**Your instructions**
State how many lines of the records contain the string "each". Give the number alone.

####################

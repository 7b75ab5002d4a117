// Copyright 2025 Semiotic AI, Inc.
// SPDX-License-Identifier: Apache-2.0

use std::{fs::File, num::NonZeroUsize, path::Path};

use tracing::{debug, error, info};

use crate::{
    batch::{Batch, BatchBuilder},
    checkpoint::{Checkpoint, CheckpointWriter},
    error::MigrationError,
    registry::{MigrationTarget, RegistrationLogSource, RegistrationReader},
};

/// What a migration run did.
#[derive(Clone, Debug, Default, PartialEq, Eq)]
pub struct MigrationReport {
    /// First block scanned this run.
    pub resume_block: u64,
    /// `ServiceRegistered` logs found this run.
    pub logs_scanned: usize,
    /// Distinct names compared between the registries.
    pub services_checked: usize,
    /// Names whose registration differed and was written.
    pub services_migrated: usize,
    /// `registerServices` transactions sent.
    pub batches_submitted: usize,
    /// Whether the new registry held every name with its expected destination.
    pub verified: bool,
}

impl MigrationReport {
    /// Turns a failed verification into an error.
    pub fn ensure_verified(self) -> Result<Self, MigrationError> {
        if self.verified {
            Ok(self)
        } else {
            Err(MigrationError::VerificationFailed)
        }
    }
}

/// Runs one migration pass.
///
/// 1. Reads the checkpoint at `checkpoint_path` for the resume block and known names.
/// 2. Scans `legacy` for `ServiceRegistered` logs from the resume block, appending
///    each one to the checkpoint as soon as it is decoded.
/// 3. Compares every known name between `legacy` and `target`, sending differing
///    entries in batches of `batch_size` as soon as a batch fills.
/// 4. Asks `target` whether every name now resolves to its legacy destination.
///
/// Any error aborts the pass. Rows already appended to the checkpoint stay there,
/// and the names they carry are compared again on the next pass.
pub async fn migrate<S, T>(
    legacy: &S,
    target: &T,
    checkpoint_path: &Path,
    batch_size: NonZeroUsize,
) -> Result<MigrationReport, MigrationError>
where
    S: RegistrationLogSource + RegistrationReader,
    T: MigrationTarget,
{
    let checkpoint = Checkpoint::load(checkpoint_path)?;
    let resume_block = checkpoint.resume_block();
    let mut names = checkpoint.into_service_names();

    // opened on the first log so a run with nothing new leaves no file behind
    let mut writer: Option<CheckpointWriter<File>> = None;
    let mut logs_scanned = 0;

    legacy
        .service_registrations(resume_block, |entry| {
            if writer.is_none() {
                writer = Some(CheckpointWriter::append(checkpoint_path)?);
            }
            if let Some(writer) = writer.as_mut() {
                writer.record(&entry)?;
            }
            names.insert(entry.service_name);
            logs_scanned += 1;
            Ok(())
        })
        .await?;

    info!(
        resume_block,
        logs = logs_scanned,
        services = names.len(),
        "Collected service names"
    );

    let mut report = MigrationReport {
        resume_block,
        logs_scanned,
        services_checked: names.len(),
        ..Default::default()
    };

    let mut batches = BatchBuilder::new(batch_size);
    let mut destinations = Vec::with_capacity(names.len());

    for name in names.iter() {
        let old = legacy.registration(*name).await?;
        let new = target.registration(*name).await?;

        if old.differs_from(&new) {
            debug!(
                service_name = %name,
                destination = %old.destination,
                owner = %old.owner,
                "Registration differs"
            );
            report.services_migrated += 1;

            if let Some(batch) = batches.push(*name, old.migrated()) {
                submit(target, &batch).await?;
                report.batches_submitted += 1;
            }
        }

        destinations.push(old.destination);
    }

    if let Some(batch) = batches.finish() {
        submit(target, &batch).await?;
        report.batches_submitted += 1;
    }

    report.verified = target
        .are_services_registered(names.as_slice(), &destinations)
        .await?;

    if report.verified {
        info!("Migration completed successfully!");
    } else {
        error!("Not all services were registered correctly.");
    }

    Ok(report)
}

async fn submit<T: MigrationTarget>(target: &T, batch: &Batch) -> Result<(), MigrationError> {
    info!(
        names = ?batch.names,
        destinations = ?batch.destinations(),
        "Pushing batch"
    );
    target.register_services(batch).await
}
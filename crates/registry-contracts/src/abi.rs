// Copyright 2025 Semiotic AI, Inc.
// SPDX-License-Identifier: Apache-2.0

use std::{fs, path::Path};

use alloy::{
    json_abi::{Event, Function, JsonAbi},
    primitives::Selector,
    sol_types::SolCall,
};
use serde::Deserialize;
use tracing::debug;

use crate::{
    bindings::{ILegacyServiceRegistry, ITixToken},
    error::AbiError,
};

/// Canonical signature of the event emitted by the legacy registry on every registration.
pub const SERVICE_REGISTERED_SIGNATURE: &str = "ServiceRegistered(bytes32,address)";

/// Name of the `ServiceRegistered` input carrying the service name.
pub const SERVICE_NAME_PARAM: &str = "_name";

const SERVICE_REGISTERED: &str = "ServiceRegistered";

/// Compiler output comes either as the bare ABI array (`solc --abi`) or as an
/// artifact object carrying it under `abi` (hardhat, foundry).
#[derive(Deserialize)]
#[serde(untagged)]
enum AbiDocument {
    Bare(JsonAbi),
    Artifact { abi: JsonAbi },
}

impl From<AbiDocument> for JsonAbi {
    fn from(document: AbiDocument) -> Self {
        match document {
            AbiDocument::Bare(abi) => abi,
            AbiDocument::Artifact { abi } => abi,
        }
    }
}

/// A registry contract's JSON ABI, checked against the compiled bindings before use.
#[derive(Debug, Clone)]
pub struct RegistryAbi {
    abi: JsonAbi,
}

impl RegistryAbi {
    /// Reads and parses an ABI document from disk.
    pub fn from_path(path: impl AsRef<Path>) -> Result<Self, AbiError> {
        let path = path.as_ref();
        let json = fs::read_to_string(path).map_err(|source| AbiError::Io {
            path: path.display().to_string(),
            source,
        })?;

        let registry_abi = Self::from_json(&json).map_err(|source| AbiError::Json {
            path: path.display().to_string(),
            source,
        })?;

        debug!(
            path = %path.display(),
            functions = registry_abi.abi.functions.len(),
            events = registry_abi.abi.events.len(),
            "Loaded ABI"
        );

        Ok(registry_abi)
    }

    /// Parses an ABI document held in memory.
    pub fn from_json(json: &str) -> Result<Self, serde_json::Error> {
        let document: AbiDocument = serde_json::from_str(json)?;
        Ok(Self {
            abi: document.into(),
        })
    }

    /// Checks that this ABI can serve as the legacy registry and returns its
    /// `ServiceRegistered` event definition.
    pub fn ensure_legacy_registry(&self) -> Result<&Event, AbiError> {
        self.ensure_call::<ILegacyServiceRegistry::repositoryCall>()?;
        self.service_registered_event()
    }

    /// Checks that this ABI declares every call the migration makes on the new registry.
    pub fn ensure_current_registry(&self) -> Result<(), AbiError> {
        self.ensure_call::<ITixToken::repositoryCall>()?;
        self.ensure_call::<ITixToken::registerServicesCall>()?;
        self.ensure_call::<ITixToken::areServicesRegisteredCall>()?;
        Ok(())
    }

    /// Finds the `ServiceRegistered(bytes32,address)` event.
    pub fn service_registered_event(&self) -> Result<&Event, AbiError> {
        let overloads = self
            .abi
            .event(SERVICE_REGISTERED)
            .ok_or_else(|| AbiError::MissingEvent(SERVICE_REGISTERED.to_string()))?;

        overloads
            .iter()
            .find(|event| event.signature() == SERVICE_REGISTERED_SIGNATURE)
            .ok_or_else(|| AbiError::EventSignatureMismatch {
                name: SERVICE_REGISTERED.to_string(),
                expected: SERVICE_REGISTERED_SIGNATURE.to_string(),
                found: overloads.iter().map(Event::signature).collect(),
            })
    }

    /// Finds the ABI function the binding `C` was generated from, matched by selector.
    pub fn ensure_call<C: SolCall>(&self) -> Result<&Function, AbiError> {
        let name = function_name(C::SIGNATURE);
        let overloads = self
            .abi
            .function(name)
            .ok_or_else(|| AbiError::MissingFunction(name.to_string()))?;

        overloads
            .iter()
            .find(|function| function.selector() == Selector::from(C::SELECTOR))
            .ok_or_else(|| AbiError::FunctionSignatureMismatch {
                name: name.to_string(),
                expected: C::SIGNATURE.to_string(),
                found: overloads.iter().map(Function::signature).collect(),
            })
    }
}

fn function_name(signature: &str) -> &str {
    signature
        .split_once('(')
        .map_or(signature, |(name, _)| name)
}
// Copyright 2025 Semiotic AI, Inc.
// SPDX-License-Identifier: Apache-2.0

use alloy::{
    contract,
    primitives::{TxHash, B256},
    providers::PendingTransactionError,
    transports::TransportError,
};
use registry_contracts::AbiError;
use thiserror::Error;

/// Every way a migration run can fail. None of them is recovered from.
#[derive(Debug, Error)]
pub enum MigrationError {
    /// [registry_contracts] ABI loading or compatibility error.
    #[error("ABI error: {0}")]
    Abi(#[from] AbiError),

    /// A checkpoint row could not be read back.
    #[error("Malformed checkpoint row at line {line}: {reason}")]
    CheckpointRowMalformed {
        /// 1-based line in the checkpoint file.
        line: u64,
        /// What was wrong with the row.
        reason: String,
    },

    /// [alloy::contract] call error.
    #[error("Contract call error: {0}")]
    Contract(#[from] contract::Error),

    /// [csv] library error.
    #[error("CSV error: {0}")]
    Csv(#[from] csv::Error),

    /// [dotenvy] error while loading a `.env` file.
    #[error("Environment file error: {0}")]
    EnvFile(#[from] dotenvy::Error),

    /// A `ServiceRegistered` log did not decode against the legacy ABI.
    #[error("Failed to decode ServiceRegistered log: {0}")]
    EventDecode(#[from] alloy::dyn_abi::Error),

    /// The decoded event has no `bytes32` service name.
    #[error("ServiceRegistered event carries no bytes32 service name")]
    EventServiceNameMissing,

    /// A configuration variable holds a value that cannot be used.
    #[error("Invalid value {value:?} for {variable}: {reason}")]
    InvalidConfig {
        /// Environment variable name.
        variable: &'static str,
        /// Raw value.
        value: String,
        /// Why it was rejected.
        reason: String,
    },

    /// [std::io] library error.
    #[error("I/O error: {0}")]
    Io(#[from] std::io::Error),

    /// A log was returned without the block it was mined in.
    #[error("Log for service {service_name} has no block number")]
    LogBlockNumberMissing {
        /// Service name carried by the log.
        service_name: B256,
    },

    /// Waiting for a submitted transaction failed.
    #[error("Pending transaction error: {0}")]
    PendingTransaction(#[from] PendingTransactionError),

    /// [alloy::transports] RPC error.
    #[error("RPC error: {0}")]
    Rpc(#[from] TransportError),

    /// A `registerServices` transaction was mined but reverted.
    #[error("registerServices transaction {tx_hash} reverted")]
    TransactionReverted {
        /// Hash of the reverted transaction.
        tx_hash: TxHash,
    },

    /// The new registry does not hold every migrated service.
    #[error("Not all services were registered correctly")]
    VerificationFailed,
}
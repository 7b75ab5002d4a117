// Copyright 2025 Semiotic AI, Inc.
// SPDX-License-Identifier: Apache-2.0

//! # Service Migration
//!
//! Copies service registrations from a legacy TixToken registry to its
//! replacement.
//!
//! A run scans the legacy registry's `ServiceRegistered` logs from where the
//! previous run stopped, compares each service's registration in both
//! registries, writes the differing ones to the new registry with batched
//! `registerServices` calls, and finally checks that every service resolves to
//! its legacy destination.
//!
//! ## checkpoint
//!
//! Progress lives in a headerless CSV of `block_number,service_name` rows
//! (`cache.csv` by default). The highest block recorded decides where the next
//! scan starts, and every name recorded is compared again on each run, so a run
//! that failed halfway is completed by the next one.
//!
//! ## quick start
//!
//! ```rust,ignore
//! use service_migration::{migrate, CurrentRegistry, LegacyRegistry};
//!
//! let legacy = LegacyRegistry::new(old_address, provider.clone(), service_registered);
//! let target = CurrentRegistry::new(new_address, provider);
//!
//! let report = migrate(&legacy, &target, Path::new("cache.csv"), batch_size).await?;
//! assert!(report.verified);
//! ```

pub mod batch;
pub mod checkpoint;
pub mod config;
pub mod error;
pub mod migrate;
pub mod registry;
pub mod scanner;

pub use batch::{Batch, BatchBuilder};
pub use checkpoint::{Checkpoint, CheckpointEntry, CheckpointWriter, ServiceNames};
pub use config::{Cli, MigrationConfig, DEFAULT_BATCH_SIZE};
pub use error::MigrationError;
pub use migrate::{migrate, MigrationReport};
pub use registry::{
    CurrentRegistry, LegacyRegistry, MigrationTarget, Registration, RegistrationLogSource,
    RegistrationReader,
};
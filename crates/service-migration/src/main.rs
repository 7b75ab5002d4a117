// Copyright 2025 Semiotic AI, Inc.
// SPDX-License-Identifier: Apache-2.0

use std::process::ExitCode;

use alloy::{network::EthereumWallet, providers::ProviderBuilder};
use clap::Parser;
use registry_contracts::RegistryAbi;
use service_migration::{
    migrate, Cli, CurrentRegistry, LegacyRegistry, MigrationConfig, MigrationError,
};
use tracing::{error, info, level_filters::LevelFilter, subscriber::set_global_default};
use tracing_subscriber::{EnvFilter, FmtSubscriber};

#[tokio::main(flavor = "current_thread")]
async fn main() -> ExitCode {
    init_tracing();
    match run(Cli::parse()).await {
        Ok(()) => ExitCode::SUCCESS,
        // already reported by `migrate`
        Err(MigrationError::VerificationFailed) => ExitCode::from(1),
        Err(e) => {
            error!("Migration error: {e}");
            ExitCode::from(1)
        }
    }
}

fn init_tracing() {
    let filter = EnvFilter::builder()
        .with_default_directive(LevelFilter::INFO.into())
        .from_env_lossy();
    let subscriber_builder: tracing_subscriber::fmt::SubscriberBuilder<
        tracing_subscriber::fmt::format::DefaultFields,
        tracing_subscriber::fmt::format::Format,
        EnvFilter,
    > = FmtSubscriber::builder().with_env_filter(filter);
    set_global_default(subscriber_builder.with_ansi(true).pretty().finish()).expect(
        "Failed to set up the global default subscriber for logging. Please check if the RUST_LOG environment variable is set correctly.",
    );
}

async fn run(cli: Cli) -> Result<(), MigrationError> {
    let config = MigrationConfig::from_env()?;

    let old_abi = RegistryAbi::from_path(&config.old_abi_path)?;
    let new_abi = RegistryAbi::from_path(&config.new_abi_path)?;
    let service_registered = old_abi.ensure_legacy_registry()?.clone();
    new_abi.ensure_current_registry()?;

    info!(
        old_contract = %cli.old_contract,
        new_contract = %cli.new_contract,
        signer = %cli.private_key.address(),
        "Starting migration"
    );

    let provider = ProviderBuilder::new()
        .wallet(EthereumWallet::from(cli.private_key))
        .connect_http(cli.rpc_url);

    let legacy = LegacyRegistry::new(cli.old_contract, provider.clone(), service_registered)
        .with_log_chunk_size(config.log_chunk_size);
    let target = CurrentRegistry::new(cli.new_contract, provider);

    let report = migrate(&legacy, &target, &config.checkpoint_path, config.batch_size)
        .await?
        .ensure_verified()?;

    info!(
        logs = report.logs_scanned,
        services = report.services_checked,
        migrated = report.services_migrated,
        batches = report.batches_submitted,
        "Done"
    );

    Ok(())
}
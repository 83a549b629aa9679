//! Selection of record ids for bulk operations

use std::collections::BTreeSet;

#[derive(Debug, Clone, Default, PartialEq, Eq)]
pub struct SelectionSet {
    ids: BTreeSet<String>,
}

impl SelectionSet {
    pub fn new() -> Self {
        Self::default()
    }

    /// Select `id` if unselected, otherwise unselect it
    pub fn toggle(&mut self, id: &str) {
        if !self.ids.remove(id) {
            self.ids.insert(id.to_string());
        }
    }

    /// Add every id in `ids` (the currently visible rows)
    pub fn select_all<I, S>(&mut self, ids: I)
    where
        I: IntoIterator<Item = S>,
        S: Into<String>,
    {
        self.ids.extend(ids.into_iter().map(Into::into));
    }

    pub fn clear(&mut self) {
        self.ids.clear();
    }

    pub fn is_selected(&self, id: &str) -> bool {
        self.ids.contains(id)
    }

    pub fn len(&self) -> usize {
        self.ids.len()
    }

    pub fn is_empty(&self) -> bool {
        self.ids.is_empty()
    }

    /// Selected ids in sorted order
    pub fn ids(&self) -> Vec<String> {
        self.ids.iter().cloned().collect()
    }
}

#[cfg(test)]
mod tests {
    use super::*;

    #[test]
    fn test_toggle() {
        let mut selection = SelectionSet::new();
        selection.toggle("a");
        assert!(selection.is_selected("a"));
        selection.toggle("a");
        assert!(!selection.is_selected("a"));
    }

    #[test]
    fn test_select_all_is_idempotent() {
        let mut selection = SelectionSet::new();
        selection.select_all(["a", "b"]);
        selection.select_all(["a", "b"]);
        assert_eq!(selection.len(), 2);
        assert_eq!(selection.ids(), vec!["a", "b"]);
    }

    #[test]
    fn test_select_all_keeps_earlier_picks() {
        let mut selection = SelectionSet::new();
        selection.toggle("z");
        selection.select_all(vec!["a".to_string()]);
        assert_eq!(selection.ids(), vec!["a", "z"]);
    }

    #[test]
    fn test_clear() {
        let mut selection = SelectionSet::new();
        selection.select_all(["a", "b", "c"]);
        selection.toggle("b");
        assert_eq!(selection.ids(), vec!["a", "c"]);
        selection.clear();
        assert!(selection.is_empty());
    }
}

####################

**Output of the exercise**
3